The detection and measurement of substances, chemicals, or analytes in a bodily fluid sample is useful in a variety of applications, such as in fitness monitors or in the medical device industry. For example, an individual may choose to monitor a concentration of an analyte such as glycerol in his or her bloodstream in order to determine whether or not a chosen fitness regime is effective. Glycerol is a fitness related analyte associated with lipolysis and fat breakdown from stored body fat.
As another example, people with diabetes need to regularly monitor the concentration of glucose in their bloodstream in order to determine if they are in need of glucose or insulin or other diabetes medication. Diagnostic devices and kits have been developed over the years to allow a diabetic individual to autonomously determine the concentration of glucose in their bloodstream, in order to better anticipate the onset of hyperglycaemia or hypoglycaemia and take any necessary action.
When trying to ascertain a level of an analyte in, for example, a blood sample, an individual will typically perform a finger stick using a lancing device to extract a small drop of blood from a finger or alternative site. An electrochemical test device, which is often a test strip, is then inserted into a diagnostic meter, and the sample is applied to the test strip. Through capillary action, the sample flows through a capillary channel across a measurement chamber of the device and into contact with one or more electrodes or conductive elements coated with sensing chemistry for interacting with a particular analyte or other specific chemical (for example glucose) in the blood sample. The magnitude of the reaction is dependent on the concentration of the analyte in the blood sample. The diagnostic meter may detect the current generated by the reaction of the sensing chemistry with the analyte, and the result can be displayed to the individual.
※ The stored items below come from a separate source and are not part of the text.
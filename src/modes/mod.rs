//! Placement strategies.
//!
//! A strategy decides where each follower of a session goes on a tick:
//! - `Joint`: a chain with slack, each member dragged behind the one ahead
//! - `Arc`: half-rings packed behind the leader's facing
//! - `Orbit`: full rings rotating around the leader
//! - `Snake`: members spaced along the leader's recent path
//!
//! Strategies implement [`Placement`] and are stored in the [`Strategy`] enum
//! so a session can swap modes without boxing.

pub mod arc;
pub mod joint;
pub mod orbit;
pub mod rings;
pub mod snake;
pub mod trail;

use std::fmt;
use std::str::FromStr;

use serde::{Deserialize, Serialize};

use crate::core::{
    EntityId, EntitySource, EntityState, FollowConfig, FollowError, FollowResult, Vec2,
};

pub use arc::ArcPlacement;
pub use joint::JointPlacement;
pub use orbit::OrbitPlacement;
pub use rings::Ring;
pub use snake::SnakePlacement;
pub use trail::Trail;

/// Strategy tag, used in requests and configuration.
#[derive(Clone, Copy, Debug, Default, PartialEq, Eq, Hash, Serialize, Deserialize)]
#[serde(rename_all = "lowercase")]
pub enum FollowMode {
    #[default]
    Joint,
    Arc,
    Snake,
    Orbit,
}

impl FollowMode {
    /// Every mode, in display order.
    pub const ALL: [FollowMode; 4] = [
        FollowMode::Joint,
        FollowMode::Arc,
        FollowMode::Snake,
        FollowMode::Orbit,
    ];

    #[must_use]
    pub const fn name(self) -> &'static str {
        match self {
            FollowMode::Joint => "joint",
            FollowMode::Arc => "arc",
            FollowMode::Snake => "snake",
            FollowMode::Orbit => "orbit",
        }
    }
}

impl fmt::Display for FollowMode {
    fn fmt(&self, f: &mut fmt::Formatter<'_>) -> fmt::Result {
        f.write_str(self.name())
    }
}

impl FromStr for FollowMode {
    type Err = FollowError;

    /// Case-insensitive lookup by name.
    fn from_str(s: &str) -> Result<Self, Self::Err> {
        let wanted = s.trim();
        Self::ALL
            .into_iter()
            .find(|mode| mode.name().eq_ignore_ascii_case(wanted))
            .ok_or_else(|| FollowError::UnknownMode(s.to_string()))
    }
}

/// Everything a strategy may read while placing followers.
///
/// `followers` is always the session's current list, so hooks see the list
/// after the add or remove they are reacting to.
#[derive(Clone, Copy)]
pub struct PlacementContext<'a> {
    pub leader: EntityId,
    pub followers: &'a [EntityId],
    pub world: &'a dyn EntitySource,
    pub config: &'a FollowConfig,
}

impl<'a> PlacementContext<'a> {
    #[must_use]
    pub fn new(
        leader: EntityId,
        followers: &'a [EntityId],
        world: &'a dyn EntitySource,
        config: &'a FollowConfig,
    ) -> Self {
        Self {
            leader,
            followers,
            world,
            config,
        }
    }

    /// Live leader state, or `MissingEntity` if it is gone.
    pub fn leader_state(&self) -> FollowResult<EntityState> {
        self.world
            .entity(self.leader)
            .ok_or(FollowError::MissingEntity(self.leader))
    }

    /// Live position of any entity, or `MissingEntity`.
    pub fn position(&self, id: EntityId) -> FollowResult<Vec2> {
        self.world
            .entity(id)
            .map(|state| state.position)
            .ok_or(FollowError::MissingEntity(id))
    }

    #[must_use]
    pub fn hit_size(&self, id: EntityId) -> f32 {
        self.world.hit_size(id)
    }

    #[must_use]
    pub fn leader_hit_size(&self) -> f32 {
        self.world.hit_size(self.leader)
    }

    /// Sum of every follower's spacing size.
    #[must_use]
    pub fn total_follower_hit_size(&self) -> f32 {
        self.followers.iter().map(|&id| self.world.hit_size(id)).sum()
    }

    /// Fill `out` with the spacing size of each follower, in order.
    pub fn follower_sizes(&self, out: &mut Vec<f32>) {
        out.clear();
        out.extend(self.followers.iter().map(|&id| self.world.hit_size(id)));
    }
}

/// Placement strategy.
///
/// The session calls the membership hooks right after changing its list,
/// then on every tick calls `pre_update` once followed by `compute` for each
/// follower that can be updated, in list order.
///
/// ## Implementation Notes
///
/// - Hooks repack eagerly; `pre_update` repacks only when something it
///   packed with has changed
/// - `compute` must look its slot up by `index`: skipped followers never
///   shift the others
/// - `compute` returns an absolute world position
pub trait Placement {
    fn mode(&self) -> FollowMode;

    fn on_add(&mut self, _ctx: &PlacementContext<'_>, _follower: EntityId) {}

    fn on_remove(&mut self, _ctx: &PlacementContext<'_>, _follower: EntityId) {}

    fn on_clear(&mut self, _ctx: &PlacementContext<'_>) {}

    fn pre_update(&mut self, _ctx: &PlacementContext<'_>) -> FollowResult<()> {
        Ok(())
    }

    /// Target position of the follower at `index`.
    fn compute(
        &mut self,
        ctx: &PlacementContext<'_>,
        index: usize,
        follower: EntityId,
    ) -> FollowResult<Vec2>;
}

/// Strategy state owned by a session.
#[derive(Clone, Debug)]
pub enum Strategy {
    Joint(JointPlacement),
    Arc(ArcPlacement),
    Orbit(OrbitPlacement),
    Snake(SnakePlacement),
}

impl Strategy {
    /// Fresh state for `mode`. The snake trail starts at `leader_position`.
    #[must_use]
    pub fn new(mode: FollowMode, leader_position: Vec2) -> Self {
        match mode {
            FollowMode::Joint => Strategy::Joint(JointPlacement::new()),
            FollowMode::Arc => Strategy::Arc(ArcPlacement::new()),
            FollowMode::Orbit => Strategy::Orbit(OrbitPlacement::new()),
            FollowMode::Snake => Strategy::Snake(SnakePlacement::new(leader_position)),
        }
    }

    fn inner(&self) -> &dyn Placement {
        match self {
            Strategy::Joint(s) => s,
            Strategy::Arc(s) => s,
            Strategy::Orbit(s) => s,
            Strategy::Snake(s) => s,
        }
    }

    fn inner_mut(&mut self) -> &mut dyn Placement {
        match self {
            Strategy::Joint(s) => s,
            Strategy::Arc(s) => s,
            Strategy::Orbit(s) => s,
            Strategy::Snake(s) => s,
        }
    }
}

impl Placement for Strategy {
    fn mode(&self) -> FollowMode {
        self.inner().mode()
    }

    fn on_add(&mut self, ctx: &PlacementContext<'_>, follower: EntityId) {
        self.inner_mut().on_add(ctx, follower);
    }

    fn on_remove(&mut self, ctx: &PlacementContext<'_>, follower: EntityId) {
        self.inner_mut().on_remove(ctx, follower);
    }

    fn on_clear(&mut self, ctx: &PlacementContext<'_>) {
        self.inner_mut().on_clear(ctx);
    }

    fn pre_update(&mut self, ctx: &PlacementContext<'_>) -> FollowResult<()> {
        self.inner_mut().pre_update(ctx)
    }

    fn compute(
        &mut self,
        ctx: &PlacementContext<'_>,
        index: usize,
        follower: EntityId,
    ) -> FollowResult<Vec2> {
        self.inner_mut().compute(ctx, index, follower)
    }
}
Typically, such electrochemical test devices have a set of electrodes such as a counter/reference electrode and one or more working electrodes. Sensing chemistry is used which is typically tailored to the particular analyte or biometric of interest. An enzymatic electrode is a combination of an enzyme and an electrochemical transducer. The direct transfer of electrons between the enzyme and the electrode is generally not easy to achieve and so an electron transfer agent (or mediator) is sometimes used to carry electrons between the enzyme and the electrode to facilitate the electrocatalysis. For example, when measuring the concentration of glucose in a sample, a glucose oxidase or a glucose dehydrogenase enzyme can be used in conjunction with a mediator such as potassium ferricyanide. When detecting other analytes, different enzymes may be used, such as β-hydroxybutyrate dehydrogenase for measuring the ketone body β-hydroxybutyrate.
The NAD(P)+-dependent dehydrogenases, such as glycerol dehydrogenase, require nicotinamide adenine dinucleotide (either in its oxidized form, NAD(P)+ or reduced form, NAD(P)H) as a cofactor for the dehydrogenase. Since the dehydrogenases release NAD(P)+/NAD(P)H from active sites reversibly, NAD(P)+/NAD(P)H may function as the electron transfer agent in the dehydrogenase-modified electrodes. The direct oxidation of NAD(P)H at a carbon working electrode requires a large positive overpotential (for example 0.55 V) and so electrochemically active interferents may transfer electrons to the electrode, thereby interfering with the measurement of an analyte.
In a healthy individual, for some analytes such as glycerol or fP-hydroxybutyrate the concentrations of the analytes may be very low. Insensitive or inaccurate electrochemical test devices may take unreliable measurements of the concentration of such analytes. For measurements of some analytes, such as glycerol or fP-hydroxybutyrate, sensitive electrochemical test devices are desired.
The present invention seeks to provide an improved electrochemical test device for determining a concentration of an analyte in a fluid sample.